Assignment:
Determine how many of the lines below include "array", then respond with that number and no other text.
─── Data to process
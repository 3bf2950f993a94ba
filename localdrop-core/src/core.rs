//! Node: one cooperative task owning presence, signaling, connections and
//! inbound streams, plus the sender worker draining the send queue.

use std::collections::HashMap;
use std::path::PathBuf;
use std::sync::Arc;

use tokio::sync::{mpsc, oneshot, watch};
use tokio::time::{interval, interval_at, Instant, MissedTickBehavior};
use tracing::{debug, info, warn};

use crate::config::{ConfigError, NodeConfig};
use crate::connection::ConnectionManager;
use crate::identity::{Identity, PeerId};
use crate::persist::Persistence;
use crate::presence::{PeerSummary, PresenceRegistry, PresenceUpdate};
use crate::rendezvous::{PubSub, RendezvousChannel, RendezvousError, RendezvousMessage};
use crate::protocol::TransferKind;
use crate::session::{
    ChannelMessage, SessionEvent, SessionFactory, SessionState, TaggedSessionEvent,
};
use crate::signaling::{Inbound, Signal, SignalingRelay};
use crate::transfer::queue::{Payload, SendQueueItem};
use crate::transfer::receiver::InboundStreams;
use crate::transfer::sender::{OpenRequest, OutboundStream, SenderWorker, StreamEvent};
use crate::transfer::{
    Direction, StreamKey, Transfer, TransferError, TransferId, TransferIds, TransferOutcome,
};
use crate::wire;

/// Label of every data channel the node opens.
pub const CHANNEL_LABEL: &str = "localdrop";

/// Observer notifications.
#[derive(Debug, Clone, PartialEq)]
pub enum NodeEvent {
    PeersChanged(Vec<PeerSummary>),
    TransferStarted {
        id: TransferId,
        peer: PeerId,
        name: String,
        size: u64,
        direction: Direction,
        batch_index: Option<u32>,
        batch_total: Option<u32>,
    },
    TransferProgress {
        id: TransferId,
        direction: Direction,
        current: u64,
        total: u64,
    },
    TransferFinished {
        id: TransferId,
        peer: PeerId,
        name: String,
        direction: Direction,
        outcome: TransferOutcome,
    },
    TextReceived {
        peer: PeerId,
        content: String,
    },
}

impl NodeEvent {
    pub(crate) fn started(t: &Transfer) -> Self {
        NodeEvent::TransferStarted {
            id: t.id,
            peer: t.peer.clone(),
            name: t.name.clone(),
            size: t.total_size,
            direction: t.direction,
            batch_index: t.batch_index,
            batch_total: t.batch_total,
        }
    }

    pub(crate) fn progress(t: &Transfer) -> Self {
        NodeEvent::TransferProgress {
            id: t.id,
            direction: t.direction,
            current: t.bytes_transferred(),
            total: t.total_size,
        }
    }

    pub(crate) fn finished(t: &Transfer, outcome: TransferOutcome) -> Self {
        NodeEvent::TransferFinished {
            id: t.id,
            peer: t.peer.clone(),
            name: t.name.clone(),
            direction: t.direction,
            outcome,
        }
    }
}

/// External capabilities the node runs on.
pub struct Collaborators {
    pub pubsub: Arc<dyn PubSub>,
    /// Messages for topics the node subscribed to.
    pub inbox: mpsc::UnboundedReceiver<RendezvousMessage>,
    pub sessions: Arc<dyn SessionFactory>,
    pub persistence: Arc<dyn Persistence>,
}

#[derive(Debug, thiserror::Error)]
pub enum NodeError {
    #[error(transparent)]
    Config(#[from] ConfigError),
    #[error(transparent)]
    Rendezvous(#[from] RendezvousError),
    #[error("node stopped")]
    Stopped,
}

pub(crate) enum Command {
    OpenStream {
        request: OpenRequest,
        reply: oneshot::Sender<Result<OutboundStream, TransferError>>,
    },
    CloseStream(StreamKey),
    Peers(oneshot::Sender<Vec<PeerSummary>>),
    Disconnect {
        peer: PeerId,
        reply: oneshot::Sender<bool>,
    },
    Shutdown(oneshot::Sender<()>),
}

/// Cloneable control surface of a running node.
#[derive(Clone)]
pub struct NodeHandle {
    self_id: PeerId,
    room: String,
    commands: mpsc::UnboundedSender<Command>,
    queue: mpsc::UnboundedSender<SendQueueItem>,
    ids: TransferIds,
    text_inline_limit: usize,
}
──────
─── Data to process
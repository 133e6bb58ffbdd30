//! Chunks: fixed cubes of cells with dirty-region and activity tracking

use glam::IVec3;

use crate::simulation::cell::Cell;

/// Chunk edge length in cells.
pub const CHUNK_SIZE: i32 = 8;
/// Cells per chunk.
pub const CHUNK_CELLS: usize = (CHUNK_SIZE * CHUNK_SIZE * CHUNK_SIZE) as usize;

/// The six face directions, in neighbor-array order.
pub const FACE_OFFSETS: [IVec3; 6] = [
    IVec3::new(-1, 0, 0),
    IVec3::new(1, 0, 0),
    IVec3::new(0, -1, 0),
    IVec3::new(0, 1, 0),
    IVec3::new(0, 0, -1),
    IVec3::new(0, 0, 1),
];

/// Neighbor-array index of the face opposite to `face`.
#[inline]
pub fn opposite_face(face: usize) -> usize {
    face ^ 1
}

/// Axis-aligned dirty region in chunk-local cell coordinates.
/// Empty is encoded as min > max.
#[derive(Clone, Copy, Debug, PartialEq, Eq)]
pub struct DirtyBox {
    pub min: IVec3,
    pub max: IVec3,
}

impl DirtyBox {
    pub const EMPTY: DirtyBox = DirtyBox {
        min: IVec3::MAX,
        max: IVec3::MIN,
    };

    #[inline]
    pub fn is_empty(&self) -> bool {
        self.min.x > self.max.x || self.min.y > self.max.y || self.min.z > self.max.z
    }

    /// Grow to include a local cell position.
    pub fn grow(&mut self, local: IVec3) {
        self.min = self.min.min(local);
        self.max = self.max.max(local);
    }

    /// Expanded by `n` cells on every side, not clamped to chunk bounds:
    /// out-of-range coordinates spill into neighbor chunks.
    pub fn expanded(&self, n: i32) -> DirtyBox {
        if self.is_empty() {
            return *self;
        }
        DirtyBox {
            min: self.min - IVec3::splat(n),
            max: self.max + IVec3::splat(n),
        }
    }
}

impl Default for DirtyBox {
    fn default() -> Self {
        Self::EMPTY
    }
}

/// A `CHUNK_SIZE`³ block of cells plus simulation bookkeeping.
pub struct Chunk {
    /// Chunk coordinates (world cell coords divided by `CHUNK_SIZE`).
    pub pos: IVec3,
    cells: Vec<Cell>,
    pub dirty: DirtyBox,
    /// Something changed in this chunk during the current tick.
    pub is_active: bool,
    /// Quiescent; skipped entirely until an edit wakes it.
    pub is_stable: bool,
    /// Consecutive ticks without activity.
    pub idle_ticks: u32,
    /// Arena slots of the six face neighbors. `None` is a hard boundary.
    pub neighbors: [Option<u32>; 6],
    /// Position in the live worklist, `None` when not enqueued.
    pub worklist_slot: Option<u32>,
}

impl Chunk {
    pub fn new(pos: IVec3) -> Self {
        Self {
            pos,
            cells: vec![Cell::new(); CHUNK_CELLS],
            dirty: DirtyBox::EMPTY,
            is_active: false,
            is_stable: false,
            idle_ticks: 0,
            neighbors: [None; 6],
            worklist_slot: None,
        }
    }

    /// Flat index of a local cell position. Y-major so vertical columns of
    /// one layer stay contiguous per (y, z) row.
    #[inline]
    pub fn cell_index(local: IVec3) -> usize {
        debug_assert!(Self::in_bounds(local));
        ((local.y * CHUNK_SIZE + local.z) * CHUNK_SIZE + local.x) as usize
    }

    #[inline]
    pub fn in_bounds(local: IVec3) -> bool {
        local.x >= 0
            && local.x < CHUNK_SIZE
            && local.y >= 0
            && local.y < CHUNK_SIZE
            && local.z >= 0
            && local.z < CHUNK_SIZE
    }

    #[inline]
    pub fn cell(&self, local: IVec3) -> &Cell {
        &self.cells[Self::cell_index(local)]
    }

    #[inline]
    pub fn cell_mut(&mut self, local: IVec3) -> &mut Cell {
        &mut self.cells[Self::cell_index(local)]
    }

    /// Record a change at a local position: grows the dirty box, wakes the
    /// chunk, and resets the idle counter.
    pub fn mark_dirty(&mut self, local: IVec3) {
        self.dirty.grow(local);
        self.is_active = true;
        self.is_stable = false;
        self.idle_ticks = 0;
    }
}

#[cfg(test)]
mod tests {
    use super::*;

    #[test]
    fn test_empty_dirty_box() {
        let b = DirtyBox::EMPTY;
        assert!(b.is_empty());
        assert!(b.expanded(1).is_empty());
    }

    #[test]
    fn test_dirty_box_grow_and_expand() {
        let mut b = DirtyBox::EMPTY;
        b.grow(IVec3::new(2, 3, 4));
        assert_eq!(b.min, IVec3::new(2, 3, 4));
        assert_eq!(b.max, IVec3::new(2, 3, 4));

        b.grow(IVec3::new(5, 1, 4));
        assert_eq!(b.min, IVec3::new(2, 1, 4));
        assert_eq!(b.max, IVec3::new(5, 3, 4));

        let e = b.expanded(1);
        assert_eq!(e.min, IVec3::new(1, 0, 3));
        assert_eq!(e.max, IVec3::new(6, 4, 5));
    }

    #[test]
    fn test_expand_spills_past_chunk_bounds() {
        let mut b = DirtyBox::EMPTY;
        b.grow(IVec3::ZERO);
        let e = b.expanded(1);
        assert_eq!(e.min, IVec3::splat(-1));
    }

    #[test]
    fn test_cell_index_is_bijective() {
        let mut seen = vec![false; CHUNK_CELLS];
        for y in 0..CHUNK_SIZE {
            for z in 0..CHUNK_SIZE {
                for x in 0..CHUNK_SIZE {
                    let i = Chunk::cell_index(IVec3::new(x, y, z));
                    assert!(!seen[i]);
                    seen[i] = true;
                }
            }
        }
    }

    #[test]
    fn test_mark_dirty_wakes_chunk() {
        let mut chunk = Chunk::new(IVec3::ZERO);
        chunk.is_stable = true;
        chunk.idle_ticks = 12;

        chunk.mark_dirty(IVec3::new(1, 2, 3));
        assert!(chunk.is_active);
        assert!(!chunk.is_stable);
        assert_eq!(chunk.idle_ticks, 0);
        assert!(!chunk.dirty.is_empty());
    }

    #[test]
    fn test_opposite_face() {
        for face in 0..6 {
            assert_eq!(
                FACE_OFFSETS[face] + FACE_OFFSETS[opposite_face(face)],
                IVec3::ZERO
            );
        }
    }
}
──────
─── Data to process
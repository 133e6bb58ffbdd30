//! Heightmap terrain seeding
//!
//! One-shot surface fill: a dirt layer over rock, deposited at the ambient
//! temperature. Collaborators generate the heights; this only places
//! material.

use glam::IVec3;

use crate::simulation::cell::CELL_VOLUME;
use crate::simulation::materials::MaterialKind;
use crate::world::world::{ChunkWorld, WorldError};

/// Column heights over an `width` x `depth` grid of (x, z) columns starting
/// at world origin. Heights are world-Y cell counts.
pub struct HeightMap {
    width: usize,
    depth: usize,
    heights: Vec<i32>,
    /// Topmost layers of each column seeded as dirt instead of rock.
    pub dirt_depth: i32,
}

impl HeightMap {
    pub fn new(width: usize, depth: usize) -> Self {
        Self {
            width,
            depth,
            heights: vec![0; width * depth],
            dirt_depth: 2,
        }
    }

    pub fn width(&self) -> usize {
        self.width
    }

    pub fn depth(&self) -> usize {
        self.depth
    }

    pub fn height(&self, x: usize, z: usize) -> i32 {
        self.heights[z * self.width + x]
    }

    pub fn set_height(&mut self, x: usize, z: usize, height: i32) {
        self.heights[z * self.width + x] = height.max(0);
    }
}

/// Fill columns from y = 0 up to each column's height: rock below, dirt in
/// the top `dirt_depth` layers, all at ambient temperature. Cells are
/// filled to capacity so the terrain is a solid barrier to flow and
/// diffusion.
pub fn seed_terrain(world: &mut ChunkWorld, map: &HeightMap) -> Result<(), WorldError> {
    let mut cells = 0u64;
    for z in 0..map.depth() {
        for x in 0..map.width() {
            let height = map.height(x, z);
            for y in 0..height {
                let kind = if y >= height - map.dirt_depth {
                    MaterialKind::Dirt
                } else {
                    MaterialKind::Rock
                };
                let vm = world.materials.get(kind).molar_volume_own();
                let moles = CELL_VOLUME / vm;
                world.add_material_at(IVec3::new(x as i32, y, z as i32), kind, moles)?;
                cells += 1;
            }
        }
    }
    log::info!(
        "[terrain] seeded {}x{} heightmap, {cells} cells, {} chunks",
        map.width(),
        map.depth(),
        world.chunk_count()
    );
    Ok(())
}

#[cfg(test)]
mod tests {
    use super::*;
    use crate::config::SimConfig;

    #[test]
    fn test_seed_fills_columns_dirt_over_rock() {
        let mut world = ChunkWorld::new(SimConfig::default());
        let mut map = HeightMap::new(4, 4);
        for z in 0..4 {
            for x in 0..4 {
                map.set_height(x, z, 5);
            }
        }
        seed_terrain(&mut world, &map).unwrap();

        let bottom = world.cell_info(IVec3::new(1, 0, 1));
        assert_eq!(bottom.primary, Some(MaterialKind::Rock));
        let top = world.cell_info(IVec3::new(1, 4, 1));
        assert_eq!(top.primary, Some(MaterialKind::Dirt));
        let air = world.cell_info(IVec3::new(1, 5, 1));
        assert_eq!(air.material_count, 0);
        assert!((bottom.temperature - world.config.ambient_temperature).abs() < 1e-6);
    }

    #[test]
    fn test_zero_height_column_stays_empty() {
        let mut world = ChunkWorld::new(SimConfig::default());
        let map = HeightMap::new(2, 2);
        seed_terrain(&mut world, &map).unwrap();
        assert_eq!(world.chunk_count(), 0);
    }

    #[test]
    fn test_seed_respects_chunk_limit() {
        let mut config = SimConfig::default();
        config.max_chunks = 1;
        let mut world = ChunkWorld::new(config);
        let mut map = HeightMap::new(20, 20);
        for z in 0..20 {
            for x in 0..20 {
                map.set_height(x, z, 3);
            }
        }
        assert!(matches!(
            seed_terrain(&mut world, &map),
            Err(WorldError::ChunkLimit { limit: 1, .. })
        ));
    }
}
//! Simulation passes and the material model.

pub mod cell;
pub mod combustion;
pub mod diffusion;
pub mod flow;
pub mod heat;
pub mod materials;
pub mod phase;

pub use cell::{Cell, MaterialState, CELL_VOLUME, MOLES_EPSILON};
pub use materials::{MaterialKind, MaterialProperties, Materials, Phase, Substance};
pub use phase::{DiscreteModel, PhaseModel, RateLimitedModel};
──────
Finished exercise:
2